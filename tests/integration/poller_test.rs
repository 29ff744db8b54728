// Copyright (c) 2025 Kirky.X
//
// Licensed under the MIT License
// See LICENSE file in the project root for full license information.

use super::helpers::{build_pipeline, page_text, FakeLlm, FakeProvider, ANALYSIS_REPLY, API_KEY};
use seocrawl::application::use_cases::crawl_use_case::CrawlUseCase;
use seocrawl::client::status_poller::{PollError, StatusPoller};
use seocrawl::domain::services::status_service::ReportedStatus;
use seocrawl::presentation::middleware::auth_middleware::AuthState;
use seocrawl::presentation::routes;
use seocrawl::workers::manager::WorkerManager;
use serde_json::json;
use std::sync::Arc;
use std::time::Duration;
use tokio::net::TcpListener;
use uuid::Uuid;
use wiremock::matchers::{header, method, path};
use wiremock::{Mock, MockServer, ResponseTemplate};

const INTERVAL: Duration = Duration::from_millis(20);

fn status_body(run_id: Uuid, status: &str, step: &str) -> serde_json::Value {
    json!({ "runId": run_id, "status": status, "currentStep": step })
}

async fn mount_status(server: &MockServer, run_id: Uuid, response: ResponseTemplate, times: u64) {
    Mock::given(method("GET"))
        .and(path(format!("/v1/crawl/{}", run_id)))
        .and(header("Authorization", format!("Bearer {}", API_KEY).as_str()))
        .respond_with(response)
        .up_to_n_times(times)
        .mount(server)
        .await;
}

fn poller(server: &MockServer) -> StatusPoller {
    StatusPoller::new(&server.uri(), API_KEY, INTERVAL).unwrap()
}

/// 到达第一个终态后停止轮询
#[tokio::test]
async fn test_watch_stops_at_terminal_status() {
    let server = MockServer::start().await;
    let run_id = Uuid::new_v4();
    mount_status(
        &server,
        run_id,
        ResponseTemplate::new(200).set_body_json(status_body(run_id, "running", "scraping")),
        2,
    )
    .await;
    mount_status(
        &server,
        run_id,
        ResponseTemplate::new(200).set_body_json(status_body(run_id, "completed", "completed")),
        u64::MAX,
    )
    .await;

    let handle = poller(&server).watch(run_id);
    let receiver = handle.subscribe();
    let report = handle.wait().await.unwrap();

    assert_eq!(report.run_id, run_id);
    assert_eq!(report.status, ReportedStatus::Completed);
    assert_eq!(
        receiver.borrow().as_ref().map(|r| r.status),
        Some(ReportedStatus::Completed)
    );

    tokio::time::sleep(INTERVAL * 5).await;
    let requests = server.received_requests().await.unwrap();
    assert_eq!(requests.len(), 3);
}

/// 临时错误不会中断轮询
#[tokio::test]
async fn test_watch_survives_transient_errors() {
    let server = MockServer::start().await;
    let run_id = Uuid::new_v4();
    mount_status(&server, run_id, ResponseTemplate::new(503), 1).await;
    mount_status(
        &server,
        run_id,
        ResponseTemplate::new(200).set_body_json(status_body(run_id, "failed", "failed")),
        u64::MAX,
    )
    .await;

    let report = poller(&server).watch(run_id).wait().await.unwrap();

    assert_eq!(report.status, ReportedStatus::Failed);
}

/// 未知运行立即停止轮询
#[tokio::test]
async fn test_watch_unknown_run() {
    let server = MockServer::start().await;
    let run_id = Uuid::new_v4();
    mount_status(&server, run_id, ResponseTemplate::new(404), u64::MAX).await;

    let result = poller(&server).watch(run_id).wait().await;

    assert!(matches!(result, Err(PollError::UnknownRun(id)) if id == run_id));
}

#[tokio::test]
async fn test_fetch_status_unauthorized() {
    let server = MockServer::start().await;
    let run_id = Uuid::new_v4();

    // No mock matches a wrong key, so answer 401 for any request
    Mock::given(method("GET"))
        .respond_with(ResponseTemplate::new(401))
        .mount(&server)
        .await;

    let poller = StatusPoller::new(&server.uri(), "wrong-key", INTERVAL).unwrap();
    let result = poller.fetch_status(run_id).await;

    assert!(matches!(result, Err(PollError::Unauthorized)));
}

/// 无法识别的状态值解析为 Unknown，轮询继续
#[tokio::test]
async fn test_unrecognized_status_keeps_polling() {
    let server = MockServer::start().await;
    let run_id = Uuid::new_v4();
    mount_status(
        &server,
        run_id,
        ResponseTemplate::new(200).set_body_json(status_body(run_id, "paused", "processing")),
        1,
    )
    .await;
    mount_status(
        &server,
        run_id,
        ResponseTemplate::new(200).set_body_json(status_body(run_id, "cancelled", "cancelled")),
        u64::MAX,
    )
    .await;

    let poller = poller(&server);
    let first = poller.fetch_status(run_id).await.unwrap();
    assert_eq!(first.status, ReportedStatus::Unknown);
    assert!(!first.status.is_terminal());

    let report = poller.watch(run_id).wait().await.unwrap();
    assert_eq!(report.status, ReportedStatus::Cancelled);
}

/// 取消只停止客户端轮询
#[tokio::test]
async fn test_cancel_watch() {
    let server = MockServer::start().await;
    let run_id = Uuid::new_v4();
    mount_status(
        &server,
        run_id,
        ResponseTemplate::new(200).set_body_json(status_body(run_id, "running", "analyzing")),
        u64::MAX,
    )
    .await;

    let handle = poller(&server).watch(run_id);
    tokio::time::sleep(INTERVAL * 3).await;
    assert_eq!(
        handle.latest().map(|r| r.status),
        Some(ReportedStatus::Running)
    );

    handle.cancel();
    assert!(matches!(handle.wait().await, Err(PollError::Cancelled)));
}

/// 对真实服务轮询一次完整的爬取
#[tokio::test]
async fn test_poll_live_server_until_completed() {
    let site = "https://acme-plumbing.test/";
    let provider = FakeProvider::new()
        .native()
        .with_page(site, page_text("home"));
    let pipeline = build_pipeline(provider, FakeLlm::new(ANALYSIS_REPLY)).await;

    let use_case = Arc::new(CrawlUseCase::new(
        pipeline.runs.clone(),
        WorkerManager::new(pipeline.worker.clone()),
        pipeline.providers.clone(),
        pipeline.settings.crawl.clone(),
    ));
    let app = routes::build_router(use_case, AuthState::from_settings(&pipeline.settings.auth));

    let listener = TcpListener::bind("127.0.0.1:0").await.unwrap();
    let addr = listener.local_addr().unwrap();
    tokio::spawn(async move {
        axum::serve(listener, app).await.unwrap();
    });
    let base_url = format!("http://{}", addr);

    let accepted: serde_json::Value = reqwest::Client::new()
        .post(format!("{}/v1/crawl", base_url))
        .bearer_auth(API_KEY)
        .json(&json!({ "url": site, "clientId": "client-1" }))
        .send()
        .await
        .unwrap()
        .json()
        .await
        .unwrap();
    let run_id = Uuid::parse_str(accepted["runId"].as_str().unwrap()).unwrap();

    let poller = StatusPoller::new(&base_url, API_KEY, INTERVAL).unwrap();
    let report = tokio::time::timeout(Duration::from_secs(10), poller.watch(run_id).wait())
        .await
        .unwrap()
        .unwrap();

    assert_eq!(report.status, ReportedStatus::Completed);
    let outcome = report.result.unwrap();
    assert!(outcome.success);
    assert_eq!(outcome.pages_scraped, 1);
}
□ □ □
Task details
Where does the word "Value" appear in the listing? List each line that holds it.

Result of this exercise
fn status_body(run_id: Uuid, status: &str, step: &str) -> serde_json::Value {
    let accepted: serde_json::Value = reqwest::Client::new()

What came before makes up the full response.